The binding of apocarboxypeptidase A to an immobilized form of its elicited monoclonal antibody has been used to explore the potential of a biosensor instrument (IAsys) based on resonant mirror technology for the quantitative characterization of antibody-antigen interactions. Advantage has been taken of the stirred cuvette design of the IAsys instrument to develop a stepwise titration procedure for thermodynamic characterization of the interaction, an association equilibrium constant of 3.3 (+/-0.9) x 10(7) M(-1) having been obtained under the conditions studied (0.1 M Tris/HCl-0.5 M NaCl, pH 7.5, 21 degrees C). In a test of the feasibility of subjecting the time course of biosensor response to conventional pseudo-first-order kinetic Analysis, nonconformity of results with such description was encountered at high and low concentrations of apocarboxypeptidase A. Whereas the deviations from Langmuirian kinetic behavior at high antigen concentrations undoubtedly stem from the same sources as those already encountered in studies with the BIA-core biosensor instrument, the deviations at the other concentration extreme occur in a range in which the assumed constancy of free antigen concentration in the liquid phase is becoming a poor approximation.
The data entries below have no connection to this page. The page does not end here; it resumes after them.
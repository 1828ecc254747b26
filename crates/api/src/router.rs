//! Shared application router builder.
//!
//! [`build_app_router`] is used by both the binary (`main.rs`) and the
//! integration tests (`tests/common/mod.rs`) so they run the same middleware
//! stack.

use std::time::Duration;

use axum::http::{HeaderName, Method, StatusCode, Uri};
use axum::response::{IntoResponse, Response};
use axum::{Json, Router};
use serde_json::json;
use tower_http::catch_panic::CatchPanicLayer;
use tower_http::cors::{AllowHeaders, AllowOrigin, CorsLayer};
use tower_http::request_id::{MakeRequestUuid, PropagateRequestIdLayer, SetRequestIdLayer};
use tower_http::timeout::TimeoutLayer;
use tower_http::trace::{DefaultMakeSpan, DefaultOnResponse, TraceLayer};
use tracing::Level;

use crate::config::{CorsHeaders, CorsOrigins, ServerConfig};
use crate::routes;
use crate::state::AppState;

/// Build the full application [`Router`] with all middleware layers.
///
/// The middleware stack is applied bottom-up:
///
/// 1. CORS
/// 2. Set request ID on incoming requests
/// 3. Structured request/response tracing
/// 4. Propagate request ID to response
/// 5. Request timeout
/// 6. Panic recovery (catch panics, return 500)
pub fn build_app_router(state: AppState, config: &ServerConfig) -> Router {
    let cors = build_cors_layer(config);
    let request_id_header = HeaderName::from_static("x-request-id");

    Router::new()
        .nest("/api", routes::api_routes())
        .fallback(not_found)
        // -- Middleware stack (applied bottom-up) --
        .layer(CatchPanicLayer::new())
        .layer(TimeoutLayer::with_status_code(
            StatusCode::REQUEST_TIMEOUT,
            Duration::from_secs(config.request_timeout_secs),
        ))
        .layer(PropagateRequestIdLayer::new(request_id_header.clone()))
        .layer(
            TraceLayer::new_for_http()
                .make_span_with(DefaultMakeSpan::new().level(Level::INFO))
                .on_response(DefaultOnResponse::new().level(Level::INFO)),
        )
        .layer(SetRequestIdLayer::new(request_id_header, MakeRequestUuid))
        .layer(cors)
        .with_state(state)
}

/// Build the CORS middleware layer from server configuration.
///
/// Wildcards are expressed as mirroring so credentials can stay allowed.
pub fn build_cors_layer(config: &ServerConfig) -> CorsLayer {
    let origins = match &config.cors_origins {
        CorsOrigins::Mirror => AllowOrigin::mirror_request(),
        CorsOrigins::List(list) => AllowOrigin::list(list.iter().cloned()),
    };
    let headers = match &config.cors_headers {
        CorsHeaders::Mirror => AllowHeaders::mirror_request(),
        CorsHeaders::List(list) => AllowHeaders::list(list.iter().cloned()),
    };

    CorsLayer::new()
        .allow_origin(origins)
        .allow_methods([
            Method::GET,
            Method::POST,
            Method::PUT,
            Method::DELETE,
            Method::OPTIONS,
            Method::PATCH,
        ])
        .allow_headers(headers)
        .allow_credentials(true)
        .max_age(Duration::from_secs(config.cors_max_age_secs))
}

async fn not_found(uri: Uri) -> Response {
    let status = StatusCode::NOT_FOUND;
    let body = json!({
        "status": status.as_u16(),
        "code": "NOT_FOUND",
        "message": "Resource not found",
        "path": uri.path(),
    });
    (status, Json(body)).into_response()
}
use std::net::SocketAddr;
use std::sync::Arc;
use std::time::Duration;

use anyhow::Context;
use tokio_util::sync::CancellationToken;
use tracing_subscriber::{layer::SubscriberExt, util::SubscriberInitExt};

use lumina_api::background;
use lumina_api::config::{LogFormat, ServerConfig};
use lumina_api::router::build_app_router;
use lumina_api::state::AppState;

#[tokio::main]
async fn main() -> anyhow::Result<()> {
    dotenvy::dotenv().ok();

    // --- Configuration ---
    let config = ServerConfig::from_env().context("Invalid configuration")?;

    // --- Tracing ---
    init_tracing(config.log_format);
    tracing::info!(host = %config.host, port = %config.port, "Loaded server configuration");

    // --- Database ---
    let pool = lumina_db::create_pool(&config.database_url, config.database_max_connections)
        .await
        .context("Failed to connect to database")?;
    tracing::info!(
        max_connections = config.database_max_connections,
        "Database connection pool created"
    );

    lumina_db::health_check(&pool)
        .await
        .context("Database health check failed")?;
    tracing::info!("Database health check passed");

    lumina_db::run_migrations(&pool)
        .await
        .context("Failed to run database migrations")?;
    tracing::info!("Database migrations applied");

    // --- Background monitor ---
    let monitor_cancel = CancellationToken::new();
    let monitor_handle = tokio::spawn(background::db_monitor::run(
        pool.clone(),
        config.monitor,
        monitor_cancel.clone(),
    ));

    // --- Router ---
    let addr = SocketAddr::new(
        config.host.parse().context("Invalid HOST address")?,
        config.port,
    );
    let state = AppState {
        pool: pool.clone(),
        config: Arc::new(config.clone()),
    };
    let app = build_app_router(state, &config);

    // --- Start server ---
    tracing::info!(%addr, "Starting server");
    let listener = tokio::net::TcpListener::bind(addr)
        .await
        .with_context(|| format!("Failed to bind to {addr}"))?;

    axum::serve(listener, app)
        .with_graceful_shutdown(shutdown_signal())
        .await
        .context("Server error")?;

    // --- Post-shutdown cleanup ---
    tracing::info!("Server stopped accepting connections, cleaning up");

    monitor_cancel.cancel();
    let _ = tokio::time::timeout(Duration::from_secs(5), monitor_handle).await;
    tracing::info!("Database monitor stopped");

    pool.close().await;
    tracing::info!("Graceful shutdown complete");
    Ok(())
}

fn init_tracing(format: LogFormat) {
    let filter = tracing_subscriber::EnvFilter::try_from_default_env()
        .unwrap_or_else(|_| "lumina_api=debug,tower_http=debug".into());

    let registry = tracing_subscriber::registry().with(filter);
    match format {
        LogFormat::Text => registry.with(tracing_subscriber::fmt::layer()).init(),
        LogFormat::Json => registry
            .with(tracing_subscriber::fmt::layer().json())
            .init(),
    }
}

/// Wait for SIGINT (Ctrl-C) or, on Unix, SIGTERM.
async fn shutdown_signal() {
    let ctrl_c = async {
        if let Err(e) = tokio::signal::ctrl_c().await {
            tracing::error!(error = %e, "Failed to install Ctrl-C handler");
            std::future::pending::<()>().await;
        }
    };

    #[cfg(unix)]
    let terminate = async {
        match tokio::signal::unix::signal(tokio::signal::unix::SignalKind::terminate()) {
            Ok(mut signal) => {
                signal.recv().await;
            }
            Err(e) => {
                tracing::error!(error = %e, "Failed to install SIGTERM handler");
                std::future::pending::<()>().await;
            }
        }
    };

    #[cfg(not(unix))]
    let terminate = std::future::pending::<()>();

    tokio::select! {
        () = ctrl_c => {
            tracing::info!("Received SIGINT (Ctrl-C), starting graceful shutdown");
        }
        () = terminate => {
            tracing::info!("Received SIGTERM, starting graceful shutdown");
        }
    }
}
An alternative approach in such circumstances has been tested in which prior thermodynamic characterization is a prerequisite for rate constant evaluation by means of a second-order kinetic analysis. Finally, the effect of soluble anticarboxypeptidase A on the pseudo-first-order kinetics of the biosensor response has been used to illustrate a simple kinetic procedure for evaluating the affinity constant for the antibody-antigen interaction in solution a value of 1.9 (+/-0.2) X 10(8) M(-1) being Obtained by such means. (C) 1997 Academic Press, Inc.